The price tag for cyberattacks is only getting higher. The average total cost of a data breach is now USD 3.92 million, according to the 2019 Cost of a Data Breach Report.

Is it fair to expect all employees to be experts when it comes to preventing cyber-attacks? No, I don’t think it’s fair or realistic. As employers and suppliers of network services, we are the ones responsible for mitigating risk and making it easier for employees to do the right thing.

The nudge theory, using positive reinforcements to influence behavior, is a great way to help employees down a more secure path. Passwords are a good place to start since these are the first line of defense. One simple, concrete way to “nudge” is to reward users for choosing longer passwords by extending the expiration period.
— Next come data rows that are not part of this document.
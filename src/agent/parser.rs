/// Reasoning fields recovered from one completion. Any field may be
/// absent; an empty set means the completion carried no protocol markers
/// at all and should be answered verbatim.
#[derive(Debug, Clone, Default, PartialEq, Eq)]
pub struct ReasoningFields {
    pub thought: Option<String>,
    pub action: Option<String>,
    pub observation: Option<String>,
    pub answer: Option<String>,
}

#[derive(Debug, Clone, Copy, PartialEq, Eq)]
enum Marker {
    Thought,
    Action,
    Observation,
    Answer,
}

impl Marker {
    const ALL: [Marker; 4] = [
        Marker::Thought,
        Marker::Action,
        Marker::Observation,
        Marker::Answer,
    ];

    /// Extraction order: `Answer` anchors the parse, earlier fields are
    /// then read from the shrinking prefix.
    const PRIORITY: [Marker; 4] = [
        Marker::Answer,
        Marker::Observation,
        Marker::Action,
        Marker::Thought,
    ];

    fn token(self) -> &'static str {
        match self {
            Marker::Thought => "Thought:",
            Marker::Action => "Action:",
            Marker::Observation => "Observation:",
            Marker::Answer => "Answer:",
        }
    }
}

/// All marker occurrences in the text, ordered by position. Collected in
/// one pass so field extraction never re-scans mutated text.
fn scan_markers(text: &str) -> Vec<(Marker, usize)> {
    let mut occurrences = Vec::new();
    for marker in Marker::ALL {
        for (pos, _) in text.match_indices(marker.token()) {
            occurrences.push((marker, pos));
        }
    }
    occurrences.sort_by_key(|(_, pos)| *pos);
    occurrences
}

/// Recovers reasoning fields from free-form completion text.
///
/// The right-most `Answer:` anchors the parse; each earlier field is then
/// read from the right-most occurrence of its marker inside the remaining
/// prefix. Reading outermost-first means a marker keyword quoted inside a
/// field's value can never truncate an earlier field.
pub fn parse(text: &str) -> ReasoningFields {
    let occurrences = scan_markers(text);
    let mut fields = ReasoningFields::default();
    let mut prefix_end = text.len();

    for marker in Marker::PRIORITY {
        let found = occurrences
            .iter()
            .rev()
            .find(|(m, pos)| *m == marker && *pos < prefix_end);

        let Some((_, pos)) = found else {
            if marker == Marker::Answer {
                // no anchor: the completion carries no parsable fields
                return ReasoningFields::default();
            }
            continue;
        };

        let value_start = pos + marker.token().len();
        let raw = &text[value_start..prefix_end];
        let line = raw.split('\n').next().unwrap_or(raw).trim();
        if !line.is_empty() {
            let value = Some(line.to_string());
            match marker {
                Marker::Thought => fields.thought = value,
                Marker::Action => fields.action = value,
                Marker::Observation => fields.observation = value,
                Marker::Answer => fields.answer = value,
            }
        }

        prefix_end = *pos;
    }

    fields
}
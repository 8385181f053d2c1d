use anyhow::Context;

use sage_backend::config::Settings;
use sage_backend::doc::{ingest, search, source};
use sage_backend::llm::LlamaEmbedder;

/// Query utility: ingests the configured document and prints the chunks
/// closest to the sentence given on the command line.
#[tokio::main]
async fn main() -> anyhow::Result<()> {
    let query = std::env::args()
        .nth(1)
        .context("Usage: vector-search 'Some sentence about something'")?;

    let settings = Settings::load().context("Failed to load settings")?;
    let embedder = LlamaEmbedder::new(
        settings.llm.embedding_base_url.clone(),
        settings.llm.embedding_model.clone(),
    );

    let pages = source::load_pages(&settings.document.path)?;
    let document = ingest::ingest(&embedder, &pages).await?;

    let hits = search::search(&embedder, &query, &document, search::TOP_K).await?;

    println!("The {} most relevant sentences are:", hits.len());
    for hit in &hits {
        let chunk = &document.chunks()[hit.index];
        println!(
            "  Line {}, score {}%: {}",
            chunk.index + 1,
            (hit.score * 100.0).round(),
            chunk.text
        );
    }

    Ok(())
}
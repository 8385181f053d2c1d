use anyhow::Context;
use tokio::net::TcpListener;

use sage_backend::config::Settings;
use sage_backend::state::AppState;
use sage_backend::{logging, server};

#[tokio::main]
async fn main() -> anyhow::Result<()> {
    let settings = Settings::load().context("Failed to load settings")?;
    logging::init(&settings.server.log_dir);

    let state = AppState::initialize(settings).await?;

    let bind_addr = format!("127.0.0.1:{}", state.settings.server.port);
    let listener = TcpListener::bind(&bind_addr)
        .await
        .with_context(|| format!("Failed to bind to {}", bind_addr))?;
    let addr = listener.local_addr()?;
    tracing::info!("Listening on {}", addr);

    let app = server::router::router(state);
    axum::serve(listener, app).await.context("Server error")?;

    Ok(())
}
Shorter passwords need to be changed frequently and passwords that appear on a list of leaked passwords shouldn’t be allowed at all.

Passwords continue to be one of the weak links in the security chain, according to recent reports. MSB, the Swedish Agency for Social Protection and Contingency, warns in a new campaign that almost half of all Swedes use the same password on several websites. Password reuse is a global problem. The 2019 State of Password and Authentication Security Behaviors Report surveyed 1,761 IT and IT security practitioners in the United States, United Kingdom, Germany, and France, and found that 51% of respondents reuse an average of five passwords across business and personal accounts.

It’s good that this topic is raised in different forums. But I want to point out, like I’ve blogged earlier, responsibility for preventing cyberattacks cannot be put on the general public or individual employees. This must be managed within the IT systems we depend on.

MSB’s campaign is running in the month of October during European Cyber ​​Security Month. The purpose is to raise awareness and promote cybersecurity among EU citizens.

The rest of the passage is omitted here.